Task>
In the material below, transcribe every line from the first through the line holding "first is enough.", exactly, and stop after that line.

Source material>
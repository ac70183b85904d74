//! Fixed-size pool of frame buffers announced to the driver.

use std::sync::Arc;

use tracing::{debug, warn};

use crate::device::{Device, DeviceError, FrameCallback};
use crate::error::CaptureError;
use crate::features::feature;
use crate::handoff::{BufferRef, FrameBuffer, QueueHandle};
use crate::AllocationMode;

/// Descriptors cycled through the driver per session. Fixed for the session
/// lifetime; the pool is only ever reallocated wholesale.
pub const FRAME_BUFFER_COUNT: usize = 10;

#[derive(Default)]
pub struct BufferPool {
    buffers: Vec<BufferRef>,
}

impl BufferPool {
    pub fn is_empty(&self) -> bool {
        self.buffers.is_empty()
    }

    /// Capacity the current buffers were sized for, 0 when unpopulated.
    ///
    /// All buffers share one size, so inspecting the first is enough.
    pub fn buffer_capacity(&self) -> usize {
        self.buffers
            .first()
            .map(|buffer| buffer.capacity())
            .unwrap_or(0)
    }

    /// Sizes buffers from the device's current payload size, allocates them
    /// per `mode` and announces each one.
    ///
    /// On a partial failure the already-announced subset is revoked before
    /// the error propagates, so no driver-side registration can leak.
    pub fn allocate(
        &mut self,
        device: &mut dyn Device,
        mode: AllocationMode,
        queue: &Arc<QueueHandle>,
    ) -> Result<(), CaptureError> {
        let payload_size = device
            .payload_size()
            .map_err(CaptureError::ResourceExhausted)?;
        debug!("Got payload size of: {payload_size}");
        debug!("Allocating and announcing {FRAME_BUFFER_COUNT} frame buffers ({mode:?})");

        // Some transport layers perform better with aligned buffers; the
        // feature is advisory and absence simply leaves the default of 1.
        let alignment = match mode {
            AllocationMode::SelfAllocated => {
                let read = device.int_feature(feature::STREAM_BUFFER_ALIGNMENT);
                let alignment = read.unwrap_or(1).max(1) as usize;
                debug!("Using buffer alignment of {alignment} (read result was {read:?})");
                alignment
            }
            AllocationMode::TransportAllocated => 1,
        };

        for index in 0..FRAME_BUFFER_COUNT {
            let buffer = match mode {
                AllocationMode::SelfAllocated => {
                    FrameBuffer::self_allocated(payload_size, alignment, queue.clone())
                }
                AllocationMode::TransportAllocated => {
                    FrameBuffer::transport_allocated(payload_size, queue.clone())
                }
            };
            if let Err(err) = device.announce_buffer(buffer.clone()) {
                warn!("Announcing frame buffer {index} failed: {err}");
                self.revoke_all(device);
                return Err(CaptureError::ResourceExhausted(err));
            }
            self.buffers.push(buffer);
        }
        Ok(())
    }

    /// Revokes every announced descriptor and clears the pool.
    /// Safe to call on an unpopulated pool.
    pub fn revoke_all(&mut self, device: &mut dyn Device) {
        for buffer in self.buffers.drain(..) {
            if let Err(err) = device.revoke_buffer(&buffer) {
                warn!("Revoking frame buffer failed: {err}");
            }
        }
    }

    /// Hands every buffer to the capture engine.
    pub fn queue_all(
        &self,
        device: &mut dyn Device,
        callback: &FrameCallback,
    ) -> Result<(), DeviceError> {
        for buffer in &self.buffers {
            device.queue_buffer(buffer.clone(), callback.clone())?;
        }
        Ok(())
    }
}
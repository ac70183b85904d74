//! Mapping between device pixel formats and pipeline media formats.

use std::fmt;

use serde::{Deserialize, Serialize};
use tracing::debug;

/// Broad family a pixel format belongs to.
///
/// Mosaic formats carry one color channel per pixel and need downstream
/// reconstruction before they are displayable.
#[derive(Debug, Clone, Copy, PartialEq, Eq)]
pub enum FormatFamily {
    Raw,
    Mosaic,
}

/// Pixel formats the pipeline side understands.
#[derive(Debug, Clone, Copy, PartialEq, Eq, Serialize, Deserialize)]
pub enum MediaFormat {
    Gray8,
    /// 16-bit little-endian gray. Device formats with 10 to 14 significant
    /// bits are carried in the low bits without scaling, so they render
    /// darker than full-range 16-bit data.
    Gray16Le,
    Rgb,
    Bgr,
    Argb,
    Rgba,
    Bgra,
    Uyvy,
    /// Packed 4:4:4 YUV, one byte per component.
    Packed444,
    BayerGrbg,
    BayerRggb,
    BayerGbrg,
    BayerBggr,
}

impl MediaFormat {
    /// Identifier used when negotiating with the pipeline.
    pub fn name(&self) -> &'static str {
        match self {
            MediaFormat::Gray8 => "GRAY8",
            MediaFormat::Gray16Le => "GRAY16_LE",
            MediaFormat::Rgb => "RGB",
            MediaFormat::Bgr => "BGR",
            MediaFormat::Argb => "ARGB",
            MediaFormat::Rgba => "RGBA",
            MediaFormat::Bgra => "BGRA",
            MediaFormat::Uyvy => "UYVY",
            MediaFormat::Packed444 => "v308",
            MediaFormat::BayerGrbg => "grbg",
            MediaFormat::BayerRggb => "rggb",
            MediaFormat::BayerGbrg => "gbrg",
            MediaFormat::BayerBggr => "bggr",
        }
    }

    pub fn family(&self) -> FormatFamily {
        match self {
            MediaFormat::BayerGrbg
            | MediaFormat::BayerRggb
            | MediaFormat::BayerGbrg
            | MediaFormat::BayerBggr => FormatFamily::Mosaic,
            _ => FormatFamily::Raw,
        }
    }

    /// All formats handled here are single-plane packed layouts.
    pub fn plane_count(&self) -> usize {
        1
    }

    /// Bytes per pixel within the given plane.
    pub fn pixel_stride(&self, plane: usize) -> usize {
        debug_assert!(plane < self.plane_count());
        match self {
            MediaFormat::Gray8
            | MediaFormat::BayerGrbg
            | MediaFormat::BayerRggb
            | MediaFormat::BayerGbrg
            | MediaFormat::BayerBggr => 1,
            MediaFormat::Gray16Le | MediaFormat::Uyvy => 2,
            MediaFormat::Rgb | MediaFormat::Bgr | MediaFormat::Packed444 => 3,
            MediaFormat::Argb | MediaFormat::Rgba | MediaFormat::Bgra => 4,
        }
    }
}

impl fmt::Display for MediaFormat {
    fn fmt(&self, f: &mut fmt::Formatter<'_>) -> fmt::Result {
        f.write_str(self.name())
    }
}

/// One row of the static translation table.
#[derive(Debug)]
pub struct FormatMapEntry {
    pub vendor: &'static str,
    pub media: MediaFormat,
}

impl FormatMapEntry {
    pub fn family(&self) -> FormatFamily {
        self.media.family()
    }
}

/// Device pixel formats with a pipeline representation, including the legacy
/// packed color names older firmware reports.
const FORMAT_MAP: &[FormatMapEntry] = &[
    FormatMapEntry { vendor: "Mono8", media: MediaFormat::Gray8 },
    FormatMapEntry { vendor: "Mono10", media: MediaFormat::Gray16Le },
    FormatMapEntry { vendor: "Mono12", media: MediaFormat::Gray16Le },
    FormatMapEntry { vendor: "Mono14", media: MediaFormat::Gray16Le },
    FormatMapEntry { vendor: "Mono16", media: MediaFormat::Gray16Le },
    FormatMapEntry { vendor: "RGB8", media: MediaFormat::Rgb },
    FormatMapEntry { vendor: "RGB8Packed", media: MediaFormat::Rgb },
    FormatMapEntry { vendor: "BGR8", media: MediaFormat::Bgr },
    FormatMapEntry { vendor: "BGR8Packed", media: MediaFormat::Bgr },
    FormatMapEntry { vendor: "Argb8", media: MediaFormat::Argb },
    FormatMapEntry { vendor: "Rgba8", media: MediaFormat::Rgba },
    FormatMapEntry { vendor: "Bgra8", media: MediaFormat::Bgra },
    FormatMapEntry { vendor: "YUV422Packed", media: MediaFormat::Uyvy },
    FormatMapEntry { vendor: "YCbCr422_8", media: MediaFormat::Uyvy },
    FormatMapEntry { vendor: "YUV444Packed", media: MediaFormat::Packed444 },
    FormatMapEntry { vendor: "YCbCr8", media: MediaFormat::Packed444 },
    FormatMapEntry { vendor: "BayerGR8", media: MediaFormat::BayerGrbg },
    FormatMapEntry { vendor: "BayerRG8", media: MediaFormat::BayerRggb },
    FormatMapEntry { vendor: "BayerGB8", media: MediaFormat::BayerGbrg },
    FormatMapEntry { vendor: "BayerBG8", media: MediaFormat::BayerBggr },
];

/// Looks up the pipeline format for a device format name.
pub fn media_from_vendor(vendor: &str) -> Option<MediaFormat> {
    FORMAT_MAP
        .iter()
        .find(|entry| entry.vendor == vendor)
        .map(|entry| entry.media)
}

/// Formats the connected device actually offers, in device enumeration order.
///
/// Built once per connection by intersecting the static table with the
/// formats the device reports as available; rebuilt on reconnect.
#[derive(Debug, Clone, Default)]
pub struct SupportedFormats {
    entries: Vec<&'static FormatMapEntry>,
}

impl SupportedFormats {
    pub fn from_available<S: AsRef<str>>(available: &[S]) -> Self {
        let mut entries = Vec::new();
        for name in available {
            let name = name.as_ref();
            match FORMAT_MAP.iter().find(|entry| entry.vendor == name) {
                Some(entry) => {
                    debug!(
                        "Device format \"{}\" corresponds to media format \"{}\"",
                        entry.vendor, entry.media
                    );
                    entries.push(entry);
                }
                None => {
                    debug!("No corresponding media format found for device format \"{name}\"");
                }
            }
        }
        Self { entries }
    }

    /// Device format name for a negotiated media format, first match wins.
    pub fn vendor_for(&self, media: MediaFormat) -> Option<&'static str> {
        self.entries
            .iter()
            .find(|entry| entry.media == media)
            .map(|entry| entry.vendor)
    }

    pub fn media_formats(&self) -> impl Iterator<Item = MediaFormat> + '_ {
        self.entries.iter().map(|entry| entry.media)
    }

    pub fn is_empty(&self) -> bool {
        self.entries.is_empty()
    }

    pub fn len(&self) -> usize {
        self.entries.len()
    }
}

#[cfg(test)]
mod tests {
    use super::*;

    #[test]
    fn vendor_names_resolve_to_media_formats() {
        assert_eq!(media_from_vendor("Mono8"), Some(MediaFormat::Gray8));
        assert_eq!(media_from_vendor("Mono12"), Some(MediaFormat::Gray16Le));
        assert_eq!(media_from_vendor("RGB8Packed"), Some(MediaFormat::Rgb));
        assert_eq!(media_from_vendor("YCbCr422_8"), Some(MediaFormat::Uyvy));
        assert_eq!(media_from_vendor("BayerGB8"), Some(MediaFormat::BayerGbrg));
        assert_eq!(media_from_vendor("Mono11"), None);
    }

    #[test]
    fn bayer_formats_are_mosaic() {
        assert_eq!(MediaFormat::BayerRggb.family(), FormatFamily::Mosaic);
        assert_eq!(MediaFormat::Gray8.family(), FormatFamily::Raw);
        assert_eq!(MediaFormat::Uyvy.family(), FormatFamily::Raw);
    }

    #[test]
    fn pixel_strides_match_packed_layouts() {
        assert_eq!(MediaFormat::Gray8.pixel_stride(0), 1);
        assert_eq!(MediaFormat::Gray16Le.pixel_stride(0), 2);
        assert_eq!(MediaFormat::Uyvy.pixel_stride(0), 2);
        assert_eq!(MediaFormat::Rgb.pixel_stride(0), 3);
        assert_eq!(MediaFormat::Bgra.pixel_stride(0), 4);
        assert_eq!(MediaFormat::BayerBggr.pixel_stride(0), 1);
    }

    #[test]
    fn session_mapping_intersects_with_available_formats() {
        let formats = SupportedFormats::from_available(&["Mono8", "NoSuchFormat", "BayerRG8"]);
        assert_eq!(formats.len(), 2);
        assert_eq!(formats.vendor_for(MediaFormat::Gray8), Some("Mono8"));
        assert_eq!(formats.vendor_for(MediaFormat::BayerRggb), Some("BayerRG8"));
        assert_eq!(formats.vendor_for(MediaFormat::Rgb), None);
    }

    #[test]
    fn vendor_lookup_respects_device_order() {
        let formats = SupportedFormats::from_available(&["Mono16", "Mono12"]);
        assert_eq!(formats.vendor_for(MediaFormat::Gray16Le), Some("Mono16"));
    }
}
impl Device for SimCamera {
    fn info(&self) -> DeviceInfo {
        DeviceInfo {
            id: self.id.clone(),
            model: "Virtual GigE".to_string(),
            serial: "SIM-00042".to_string(),
        }
    }

    fn float_feature(&self, name: &str) -> DeviceResult<f64> {
        let state = self.state();
        state.present(name)?;
        match state.floats.get(name) {
            Some(value) => Ok(*value),
            None if state.ints.contains_key(name) || state.enums.contains_key(name) => {
                Err(DeviceError::WrongType)
            }
            None => Err(DeviceError::NotFound),
        }
    }

    fn set_float_feature(&mut self, name: &str, value: f64) -> DeviceResult<()> {
        let mut state = self.state();
        state.writable(name)?;
        if !state.floats.contains_key(name) {
            return if state.ints.contains_key(name) || state.enums.contains_key(name) {
                Err(DeviceError::WrongType)
            } else {
                Err(DeviceError::NotFound)
            };
        }
        state.floats.insert(name.to_string(), value);
        state.record(SimOp::SetFloat(name.to_string(), value));
        Ok(())
    }

    fn int_feature(&self, name: &str) -> DeviceResult<i64> {
        let state = self.state();
        state.present(name)?;
        match state.ints.get(name) {
            Some(value) => Ok(*value),
            None if state.floats.contains_key(name) || state.enums.contains_key(name) => {
                Err(DeviceError::WrongType)
            }
            None => Err(DeviceError::NotFound),
        }
    }

    fn set_int_feature(&mut self, name: &str, value: i64) -> DeviceResult<()> {
        let mut state = self.state();
        state.writable(name)?;
        if !state.ints.contains_key(name) {
            return if state.floats.contains_key(name) || state.enums.contains_key(name) {
                Err(DeviceError::WrongType)
            } else {
                Err(DeviceError::NotFound)
            };
        }
        let (min, max) = state.int_range(name)?;
        if value < min || value > max {
            return Err(DeviceError::InvalidValue);
        }
        state.ints.insert(name.to_string(), value);
        state.record(SimOp::SetInt(name.to_string(), value));
        Ok(())
    }

    fn enum_feature(&self, name: &str) -> DeviceResult<String> {
        let state = self.state();
        state.present(name)?;
        match state.enums.get(name) {
            Some(value) => Ok(value.clone()),
            None if state.floats.contains_key(name) || state.ints.contains_key(name) => {
                Err(DeviceError::WrongType)
            }
            None => Err(DeviceError::NotFound),
        }
    }

    fn set_enum_feature(&mut self, name: &str, value: &str) -> DeviceResult<()> {
        let mut state = self.state();
        state.writable(name)?;
        let Some(entries) = state.enum_entries.get(name) else {
            return if state.floats.contains_key(name) || state.ints.contains_key(name) {
                Err(DeviceError::WrongType)
            } else {
                Err(DeviceError::NotFound)
            };
        };
        if !entries.iter().any(|entry| entry == value) {
            return Err(DeviceError::InvalidValue);
        }
        state.enums.insert(name.to_string(), value.to_string());
        state.record(SimOp::SetEnum(name.to_string(), value.to_string()));
        Ok(())
    }

    fn int_range(&self, name: &str) -> DeviceResult<(i64, i64)> {
        self.state().int_range(name)
    }

    fn int_increment(&self, name: &str) -> DeviceResult<i64> {
        let state = self.state();
        state.present(name)?;
        match name {
            feature::OFFSET_X | feature::OFFSET_Y => Ok(state.opts.offset_increment),
            feature::WIDTH | feature::HEIGHT => Ok(4),
            _ => Err(DeviceError::NotFound),
        }
    }

    fn enum_entries(&self, name: &str) -> DeviceResult<Vec<String>> {
        let state = self.state();
        state.present(name)?;
        state
            .enum_entries
            .get(name)
            .cloned()
            .ok_or(DeviceError::NotFound)
    }

    fn run_command(&mut self, name: &str) -> DeviceResult<()> {
        let mut state = self.state();
        state.writable(name)?;
        match name {
            feature::ACQUISITION_START => state.acquiring = true,
            feature::ACQUISITION_STOP => state.acquiring = false,
            feature::ADJUST_PACKET_SIZE => {}
            _ => return Err(DeviceError::NotFound),
        }
        state.commands_run.insert(name.to_string());
        state.record(SimOp::RunCommand(name.to_string()));
        Ok(())
    }

    fn command_done(&self, name: &str) -> DeviceResult<bool> {
        let state = self.state();
        if state.commands_run.contains(name) {
            Ok(true)
        } else {
            Err(DeviceError::NotFound)
        }
    }

    fn payload_size(&self) -> DeviceResult<usize> {
        Ok(self.state().payload_size())
    }

    fn load_settings(&mut self, path: &Path) -> DeviceResult<()> {
        let state = self.state();
        state.record(SimOp::LoadSettings(path.display().to_string()));
        Ok(())
    }

    fn announce_buffer(&mut self, buffer: BufferRef) -> DeviceResult<()> {
        let mut state = self.state();
        let seq = state.announce_seq;
        state.announce_seq += 1;
        if state.opts.fail_announce_at == Some(seq) {
            return Err(DeviceError::Resources);
        }
        // Transport-allocated descriptors receive their memory here.
        buffer.payload().ensure_allocated(buffer.capacity());
        state.announced.push(buffer);
        state.record(SimOp::Announce);
        Ok(())
    }

    fn revoke_buffer(&mut self, buffer: &BufferRef) -> DeviceResult<()> {
        let mut state = self.state();
        let Some(index) = state
            .announced
            .iter()
            .position(|candidate| Arc::ptr_eq(candidate, buffer))
        else {
            return Err(DeviceError::NotFound);
        };
        state.announced.swap_remove(index);
        state
            .capture_queue
            .retain(|(candidate, _)| !Arc::ptr_eq(candidate, buffer));
        state.record(SimOp::Revoke);
        Ok(())
    }

    fn queue_buffer(&mut self, buffer: BufferRef, callback: FrameCallback) -> DeviceResult<()> {
        let mut state = self.state();
        if !state
            .announced
            .iter()
            .any(|candidate| Arc::ptr_eq(candidate, &buffer))
        {
            return Err(DeviceError::InvalidValue);
        }
        state.capture_queue.push_back((buffer, callback));
        state.record(SimOp::Queue);
        Ok(())
    }

    fn start_capture(&mut self) -> DeviceResult<()> {
        let mut state = self.state();
        state.capture_engine = true;
        state.record(SimOp::StartCapture);
        Ok(())
    }

    fn end_capture(&mut self) -> DeviceResult<()> {
        let mut state = self.state();
        state.capture_engine = false;
        state.record(SimOp::EndCapture);
        Ok(())
    }

    fn flush_capture_queue(&mut self) -> DeviceResult<()> {
        {
            let mut state = self.state();
            state.capture_queue.clear();
            state.record(SimOp::Flush);
        }
        // A buffer the driver thread already popped must finish its callback
        // before the flush returns; afterwards none can fire.
        while self.shared.busy.load(Ordering::Acquire) {
            thread::sleep(Duration::from_micros(50));
        }
        Ok(())
    }

    fn close(&mut self) {
        self.shared.shutdown.store(true, Ordering::Release);
        if let Some(worker) = self.worker.take() {
            let _ = worker.join();
        }
    }
}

Worked solution>
repository ac70183b85904d74
//! Fixed-size pool of frame buffers announced to the driver.

use std::sync::Arc;

use tracing::{debug, warn};

use crate::device::{Device, DeviceError, FrameCallback};
use crate::error::CaptureError;
use crate::features::feature;
use crate::handoff::{BufferRef, FrameBuffer, QueueHandle};
use crate::AllocationMode;

/// Descriptors cycled through the driver per session. Fixed for the session
/// lifetime; the pool is only ever reallocated wholesale.
pub const FRAME_BUFFER_COUNT: usize = 10;

#[derive(Default)]
pub struct BufferPool {
    buffers: Vec<BufferRef>,
}

impl BufferPool {
    pub fn is_empty(&self) -> bool {
        self.buffers.is_empty()
    }

    /// Capacity the current buffers were sized for, 0 when unpopulated.
    ///
    /// All buffers share one size, so inspecting the first is enough.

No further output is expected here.